§ **DESCRIPTION OF THE TASK**: Each line from the one containing "use crate::pipeline::config::ServeArgs;" to the end of the entries is to be repeated exactly, and no other line.

[[ MATERIALS PROVIDED open ]]

//! Command-line interface for the watchpost binary.

use clap::{Parser, Subcommand};

use crate::pipeline::config::ServeArgs;
use crate::stills::DetectImageArgs;

#[derive(Parser)]
#[command(
    name = "watchpost",
    version,
    about = "Live object-detection monitoring pipeline"
)]
pub(crate) struct Cli {
    #[command(subcommand)]
    pub(crate) command: Command,
}

#[derive(Subcommand)]
pub(crate) enum Command {
    /// Run the monitoring pipeline and dashboard server.
    Serve(ServeArgs),
    /// Detect objects in a single image and write an annotated copy.
    DetectImage(DetectImageArgs),
}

[[ MATERIALS PROVIDED closed ]]

§ **EXPECTED OUTPUT**:
use crate::pipeline::config::ServeArgs;
use crate::stills::DetectImageArgs;

#[derive(Parser)]
#[command(
    name = "watchpost",
    version,
    about = "Live object-detection monitoring pipeline"
)]
pub(crate) struct Cli {
    #[command(subcommand)]
    pub(crate) command: Command,
}

#[derive(Subcommand)]
pub(crate) enum Command {
    /// Run the monitoring pipeline and dashboard server.
    Serve(ServeArgs),
    /// Detect objects in a single image and write an annotated copy.
    DetectImage(DetectImageArgs),
}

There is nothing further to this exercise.